# Your task:
Print the records below word for word, beginning with the first line and ending once the line containing "Uuid, response: ReceiveResponse)" is printed.
══════
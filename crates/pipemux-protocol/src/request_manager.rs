use std::collections::hash_map::Entry;
use std::collections::HashMap;
use std::future::Future;
use std::pin::Pin;
use std::sync::atomic::{AtomicU64, Ordering};
use std::sync::{Arc, Mutex, PoisonError};
use std::task::{Context, Poll};

use tokio::sync::oneshot;
use uuid::Uuid;

use crate::error::{ProtocolError, Result};
use crate::message::ReceiveResponse;

struct Waiter {
    ticket: u64,
    sender: oneshot::Sender<ReceiveResponse>,
}

#[derive(Default)]
struct Waiters {
    next_ticket: AtomicU64,
    by_id: Mutex<HashMap<Uuid, Waiter>>,
}

impl Waiters {
    fn lock(&self) -> std::sync::MutexGuard<'_, HashMap<Uuid, Waiter>> {
        self.by_id.lock().unwrap_or_else(PoisonError::into_inner)
    }
}

/// Correlates outbound request ids with the tasks awaiting their responses.
///
/// Cloning yields another handle to the same waiter table.
#[derive(Clone, Default)]
pub struct RequestManager {
    waiters: Arc<Waiters>,
}

impl RequestManager {
    pub fn new() -> Self {
        Self::default()
    }

    /// Register a waiter for `request_id`.
    ///
    /// Fails with [`ProtocolError::DuplicateRequestId`] if one is already
    /// pending. Dropping the returned future removes the waiter.
    pub fn await_response(&self, request_id: Uuid) -> Result<PendingResponse> {
        let mut by_id = self.waiters.lock();
        let Entry::Vacant(slot) = by_id.entry(request_id) else {
            return Err(ProtocolError::DuplicateRequestId(request_id));
        };
        let ticket = self.waiters.next_ticket.fetch_add(1, Ordering::Relaxed);
        let (sender, receiver) = oneshot::channel();
        slot.insert(Waiter { ticket, sender });
        Ok(PendingResponse {
            request_id,
            ticket,
            receiver,
            waiters: Arc::clone(&self.waiters),
        })
    }

    /// Resolve the waiter for `request_id`.
    ///
    /// Returns `false` when nobody is waiting; the response is dropped.
    pub fn signal(&self, request_id: Uuid, response: ReceiveResponse) -> bool {
        let waiter = self.waiters.lock().remove(&request_id);
        match waiter {
            Some(waiter) => waiter.sender.send(response).is_ok(),
            None => false,
        }
    }

    /// Settle one waiter as cancelled.
    pub fn cancel(&self, request_id: Uuid) -> bool {
        self.waiters.lock().remove(&request_id).is_some()
    }

    /// Settle every waiter as cancelled. Returns how many there were.
    pub fn cancel_all(&self) -> usize {
        let drained: Vec<Waiter> = self.waiters.lock().drain().map(|(_, w)| w).collect();
        drained.len()
    }

    /// Number of pending waiters.
    pub fn pending(&self) -> usize {
        self.waiters.lock().len()
    }
}

/// Resolves to the response for one request id, or
/// [`ProtocolError::Cancelled`] if the waiter is cancelled.
pub struct PendingResponse {
    request_id: Uuid,
    ticket: u64,
    receiver: oneshot::Receiver<ReceiveResponse>,
    waiters: Arc<Waiters>,
}

impl PendingResponse {
    pub fn request_id(&self) -> Uuid {
        self.request_id
    }
}

impl Future for PendingResponse {
    type Output = Result<ReceiveResponse>;

    fn poll(mut self: Pin<&mut Self>, cx: &mut Context<'_>) -> Poll<Self::Output> {
        Pin::new(&mut self.receiver)
            .poll(cx)
            .map(|result| result.map_err(|_| ProtocolError::Cancelled))
    }
}

impl Drop for PendingResponse {
    fn drop(&mut self) {
        let mut by_id = self.waiters.lock();
        if by_id
            .get(&self.request_id)
            .is_some_and(|waiter| waiter.ticket == self.ticket)
        {
            by_id.remove(&self.request_id);
        }
    }
}

#[cfg(test)]
mod tests {
    use super::*;
    use crate::message::Headers;

    fn response(status: u16) -> ReceiveResponse {
        ReceiveResponse {
            status,
            headers: Headers::new(),
            feeds: Vec::new(),
        }
    }

    #[tokio::test]
    async fn signal_resolves_matching_waiter_only() {
        let manager = RequestManager::new();
        let first = Uuid::new_v4();
        let second = Uuid::new_v4();
        let pending_first = manager.await_response(first).unwrap();
        let pending_second = manager.await_response(second).unwrap();

        assert!(manager.signal(second, response(201)));
        assert_eq!(pending_second.await.unwrap().status, 201);
        assert_eq!(manager.pending(), 1);

        assert!(manager.signal(first, response(200)));
        assert_eq!(pending_first.await.unwrap().status, 200);
        assert_eq!(manager.pending(), 0);
    }

    #[test]
    fn duplicate_request_id_is_rejected() {
        let manager = RequestManager::new();
        let id = Uuid::new_v4();
        let _pending = manager.await_response(id).unwrap();
        let err = manager.await_response(id).err().unwrap();
        assert!(matches!(err, ProtocolError::DuplicateRequestId(dup) if dup == id));
        assert_eq!(manager.pending(), 1);
    }

    #[test]
    fn unknown_id_signal_is_a_no_op() {
        let manager = RequestManager::new();
        let id = Uuid::new_v4();
        let _pending = manager.await_response(id).unwrap();

        assert!(!manager.signal(Uuid::new_v4(), response(200)));
        assert_eq!(manager.pending(), 1);
    }

    #[tokio::test]
    async fn cancel_all_settles_every_waiter() {
        let manager = RequestManager::new();
        let pending: Vec<_> = (0..5)
            .map(|_| manager.await_response(Uuid::new_v4()).unwrap())
            .collect();

        assert_eq!(manager.cancel_all(), 5);
        for waiter in pending {
            assert!(matches!(waiter.await, Err(ProtocolError::Cancelled)));
        }
    }

    #[tokio::test]
    async fn cancel_settles_one_waiter() {
        let manager = RequestManager::new();
        let keep = Uuid::new_v4();
        let drop_id = Uuid::new_v4();
        let _kept = manager.await_response(keep).unwrap();
        let cancelled = manager.await_response(drop_id).unwrap();

        assert!(manager.cancel(drop_id));
        assert!(matches!(cancelled.await, Err(ProtocolError::Cancelled)));
        assert_eq!(manager.pending(), 1);
    }

    #[test]
    fn dropping_pending_response_removes_waiter() {
        let manager = RequestManager::new();
        let id = Uuid::new_v4();
        let pending = manager.await_response(id).unwrap();
        assert_eq!(pending.request_id(), id);
        drop(pending);
        assert_eq!(manager.pending(), 0);
        assert!(!manager.signal(id, response(200)));
    }

    #[test]
    fn stale_pending_drop_keeps_newer_waiter() {
        let manager = RequestManager::new();
        let id = Uuid::new_v4();
        let stale = manager.await_response(id).unwrap();
        assert!(manager.cancel(id));
        let _fresh = manager.await_response(id).unwrap();

        drop(stale);
        assert_eq!(manager.pending(), 1);
    }
}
══════
# Result for this task:
filename crates/pipemux-protocol/src/request_manager.rs
use std::collections::hash_map::Entry;
use std::collections::HashMap;
use std::future::Future;
use std::pin::Pin;
use std::sync::atomic::{AtomicU64, Ordering};
use std::sync::{Arc, Mutex, PoisonError};
use std::task::{Context, Poll};

use tokio::sync::oneshot;
use uuid::Uuid;

use crate::error::{ProtocolError, Result};
use crate::message::ReceiveResponse;

struct Waiter {
    ticket: u64,
    sender: oneshot::Sender<ReceiveResponse>,
}

#[derive(Default)]
struct Waiters {
    next_ticket: AtomicU64,
    by_id: Mutex<HashMap<Uuid, Waiter>>,
}

impl Waiters {
    fn lock(&self) -> std::sync::MutexGuard<'_, HashMap<Uuid, Waiter>> {
        self.by_id.lock().unwrap_or_else(PoisonError::into_inner)
    }
}

/// Correlates outbound request ids with the tasks awaiting their responses.
///
/// Cloning yields another handle to the same waiter table.
#[derive(Clone, Default)]
pub struct RequestManager {
    waiters: Arc<Waiters>,
}

impl RequestManager {
    pub fn new() -> Self {
        Self::default()
    }

    /// Register a waiter for `request_id`.
    ///
    /// Fails with [`ProtocolError::DuplicateRequestId`] if one is already
    /// pending. Dropping the returned future removes the waiter.
    pub fn await_response(&self, request_id: Uuid) -> Result<PendingResponse> {
        let mut by_id = self.waiters.lock();
        let Entry::Vacant(slot) = by_id.entry(request_id) else {
            return Err(ProtocolError::DuplicateRequestId(request_id));
        };
        let ticket = self.waiters.next_ticket.fetch_add(1, Ordering::Relaxed);
        let (sender, receiver) = oneshot::channel();
        slot.insert(Waiter { ticket, sender });
        Ok(PendingResponse {
            request_id,
            ticket,
            receiver,
            waiters: Arc::clone(&self.waiters),
        })
    }

    /// Resolve the waiter for `request_id`.
    ///
    /// Returns `false` when nobody is waiting; the response is dropped.
    pub fn signal(&self, request_id: Uuid, response: ReceiveResponse) -> bool {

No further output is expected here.